═══ GIVEN RECORDS ═══

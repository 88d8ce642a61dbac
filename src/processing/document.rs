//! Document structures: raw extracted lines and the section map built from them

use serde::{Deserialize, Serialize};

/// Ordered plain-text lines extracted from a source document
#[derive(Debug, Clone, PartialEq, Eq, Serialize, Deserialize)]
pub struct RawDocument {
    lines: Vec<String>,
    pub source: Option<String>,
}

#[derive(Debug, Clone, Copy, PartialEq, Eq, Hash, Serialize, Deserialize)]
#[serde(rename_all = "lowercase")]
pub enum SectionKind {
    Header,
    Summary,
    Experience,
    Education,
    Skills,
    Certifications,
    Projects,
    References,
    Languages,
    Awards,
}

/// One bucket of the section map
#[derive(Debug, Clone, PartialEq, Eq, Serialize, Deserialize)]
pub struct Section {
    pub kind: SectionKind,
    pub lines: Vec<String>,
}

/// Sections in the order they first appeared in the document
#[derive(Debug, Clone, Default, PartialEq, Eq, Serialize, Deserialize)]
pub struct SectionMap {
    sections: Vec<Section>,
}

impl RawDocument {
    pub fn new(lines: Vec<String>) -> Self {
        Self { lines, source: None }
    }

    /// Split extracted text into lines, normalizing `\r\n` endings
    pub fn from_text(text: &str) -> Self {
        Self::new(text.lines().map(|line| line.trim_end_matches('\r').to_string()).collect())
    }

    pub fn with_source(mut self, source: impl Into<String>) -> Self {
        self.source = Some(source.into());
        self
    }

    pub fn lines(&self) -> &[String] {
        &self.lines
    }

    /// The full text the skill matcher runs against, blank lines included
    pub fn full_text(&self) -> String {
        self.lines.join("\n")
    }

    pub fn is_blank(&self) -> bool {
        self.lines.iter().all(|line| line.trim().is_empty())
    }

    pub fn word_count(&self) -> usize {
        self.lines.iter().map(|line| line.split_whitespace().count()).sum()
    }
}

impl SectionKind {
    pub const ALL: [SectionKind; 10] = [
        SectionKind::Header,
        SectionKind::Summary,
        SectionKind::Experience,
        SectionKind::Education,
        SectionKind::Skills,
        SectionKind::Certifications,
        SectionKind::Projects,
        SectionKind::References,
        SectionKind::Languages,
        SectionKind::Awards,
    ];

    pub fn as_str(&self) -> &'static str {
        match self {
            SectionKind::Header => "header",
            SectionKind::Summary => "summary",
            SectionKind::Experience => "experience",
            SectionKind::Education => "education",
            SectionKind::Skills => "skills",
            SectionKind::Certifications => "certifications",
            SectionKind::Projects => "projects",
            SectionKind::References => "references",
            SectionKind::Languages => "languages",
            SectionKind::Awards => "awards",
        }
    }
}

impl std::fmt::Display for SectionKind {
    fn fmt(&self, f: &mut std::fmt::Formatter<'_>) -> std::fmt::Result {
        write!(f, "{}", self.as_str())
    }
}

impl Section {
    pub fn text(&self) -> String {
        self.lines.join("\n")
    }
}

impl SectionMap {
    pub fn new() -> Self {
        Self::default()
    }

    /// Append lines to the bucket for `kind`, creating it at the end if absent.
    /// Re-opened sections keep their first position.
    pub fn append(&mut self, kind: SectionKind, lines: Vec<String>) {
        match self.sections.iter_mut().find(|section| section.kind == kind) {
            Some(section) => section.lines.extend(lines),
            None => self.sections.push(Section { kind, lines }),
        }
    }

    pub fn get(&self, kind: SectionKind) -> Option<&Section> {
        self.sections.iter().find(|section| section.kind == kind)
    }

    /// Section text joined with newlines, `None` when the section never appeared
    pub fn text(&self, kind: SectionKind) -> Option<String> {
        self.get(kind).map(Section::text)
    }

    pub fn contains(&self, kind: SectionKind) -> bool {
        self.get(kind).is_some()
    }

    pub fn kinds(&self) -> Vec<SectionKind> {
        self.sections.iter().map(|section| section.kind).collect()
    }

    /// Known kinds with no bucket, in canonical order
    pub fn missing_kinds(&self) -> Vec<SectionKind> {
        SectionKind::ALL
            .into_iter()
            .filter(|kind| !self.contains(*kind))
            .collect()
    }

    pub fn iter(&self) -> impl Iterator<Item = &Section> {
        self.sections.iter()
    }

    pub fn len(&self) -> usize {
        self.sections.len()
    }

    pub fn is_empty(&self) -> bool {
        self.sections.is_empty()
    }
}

═══

### [TASK TO CARRY OUT]
Print each entry above exactly as given.

### [TASK OUTPUT]
repository 88d8ce642a61dbac
filename src/processing/document.rs
//! Document structures: raw extracted lines and the section map built from them

use serde::{Deserialize, Serialize};

/// Ordered plain-text lines extracted from a source document
#[derive(Debug, Clone, PartialEq, Eq, Serialize, Deserialize)]
pub struct RawDocument {
    lines: Vec<String>,
    pub source: Option<String>,
}

#[derive(Debug, Clone, Copy, PartialEq, Eq, Hash, Serialize, Deserialize)]
#[serde(rename_all = "lowercase")]
pub enum SectionKind {
    Header,
    Summary,
    Experience,
    Education,
    Skills,
    Certifications,
    Projects,
    References,
    Languages,
    Awards,
}

/// One bucket of the section map
#[derive(Debug, Clone, PartialEq, Eq, Serialize, Deserialize)]
pub struct Section {
    pub kind: SectionKind,
    pub lines: Vec<String>,
}

/// Sections in the order they first appeared in the document
#[derive(Debug, Clone, Default, PartialEq, Eq, Serialize, Deserialize)]
pub struct SectionMap {
    sections: Vec<Section>,
}

impl RawDocument {
    pub fn new(lines: Vec<String>) -> Self {
        Self { lines, source: None }
    }

    /// Split extracted text into lines, normalizing `\r\n` endings
    pub fn from_text(text: &str) -> Self {
        Self::new(text.lines().map(|line| line.trim_end_matches('\r').to_string()).collect())
    }

    pub fn with_source(mut self, source: impl Into<String>) -> Self {
        self.source = Some(source.into());
        self
    }

    pub fn lines(&self) -> &[String] {
        &self.lines
    }

    /// The full text the skill matcher runs against, blank lines included
    pub fn full_text(&self) -> String {
        self.lines.join("\n")
    }

    pub fn is_blank(&self) -> bool {
        self.lines.iter().all(|line| line.trim().is_empty())
    }

    pub fn word_count(&self) -> usize {
        self.lines.iter().map(|line| line.split_whitespace().count()).sum()
    }
}

impl SectionKind {
    pub const ALL: [SectionKind; 10] = [
        SectionKind::Header,
        SectionKind::Summary,
        SectionKind::Experience,
        SectionKind::Education,
        SectionKind::Skills,
        SectionKind::Certifications,
        SectionKind::Projects,
        SectionKind::References,
        SectionKind::Languages,
        SectionKind::Awards,
    ];

    pub fn as_str(&self) -> &'static str {
        match self {
            SectionKind::Header => "header",
            SectionKind::Summary => "summary",
            SectionKind::Experience => "experience",
            SectionKind::Education => "education",
            SectionKind::Skills => "skills",
            SectionKind::Certifications => "certifications",
            SectionKind::Projects => "projects",
            SectionKind::References => "references",
            SectionKind::Languages => "languages",
            SectionKind::Awards => "awards",
        }
    }
}

impl std::fmt::Display for SectionKind {
    fn fmt(&self, f: &mut std::fmt::Formatter<'_>) -> std::fmt::Result {
        write!(f, "{}", self.as_str())
    }
}

impl Section {
    pub fn text(&self) -> String {
        self.lines.join("\n")
    }
}

impl SectionMap {
    pub fn new() -> Self {
        Self::default()
    }

    /// Append lines to the bucket for `kind`, creating it at the end if absent.
    /// Re-opened sections keep their first position.
    pub fn append(&mut self, kind: SectionKind, lines: Vec<String>) {
        match self.sections.iter_mut().find(|section| section.kind == kind) {
            Some(section) => section.lines.extend(lines),
            None => self.sections.push(Section { kind, lines }),
        }
    }

    pub fn get(&self, kind: SectionKind) -> Option<&Section> {
        self.sections.iter().find(|section| section.kind == kind)
    }

    /// Section text joined with newlines, `None` when the section never appeared
    pub fn text(&self, kind: SectionKind) -> Option<String> {
        self.get(kind).map(Section::text)
    }

    pub fn contains(&self, kind: SectionKind) -> bool {
        self.get(kind).is_some()
    }

    pub fn kinds(&self) -> Vec<SectionKind> {
        self.sections.iter().map(|section| section.kind).collect()
    }

    /// Known kinds with no bucket, in canonical order
    pub fn missing_kinds(&self) -> Vec<SectionKind> {
        SectionKind::ALL
            .into_iter()
            .filter(|kind| !self.contains(*kind))
            .collect()
    }

    pub fn iter(&self) -> impl Iterator<Item = &Section> {
        self.sections.iter()
    }

    pub fn len(&self) -> usize {
        self.sections.len()
    }

    pub fn is_empty(&self) -> bool {
        self.sections.is_empty()
    }
}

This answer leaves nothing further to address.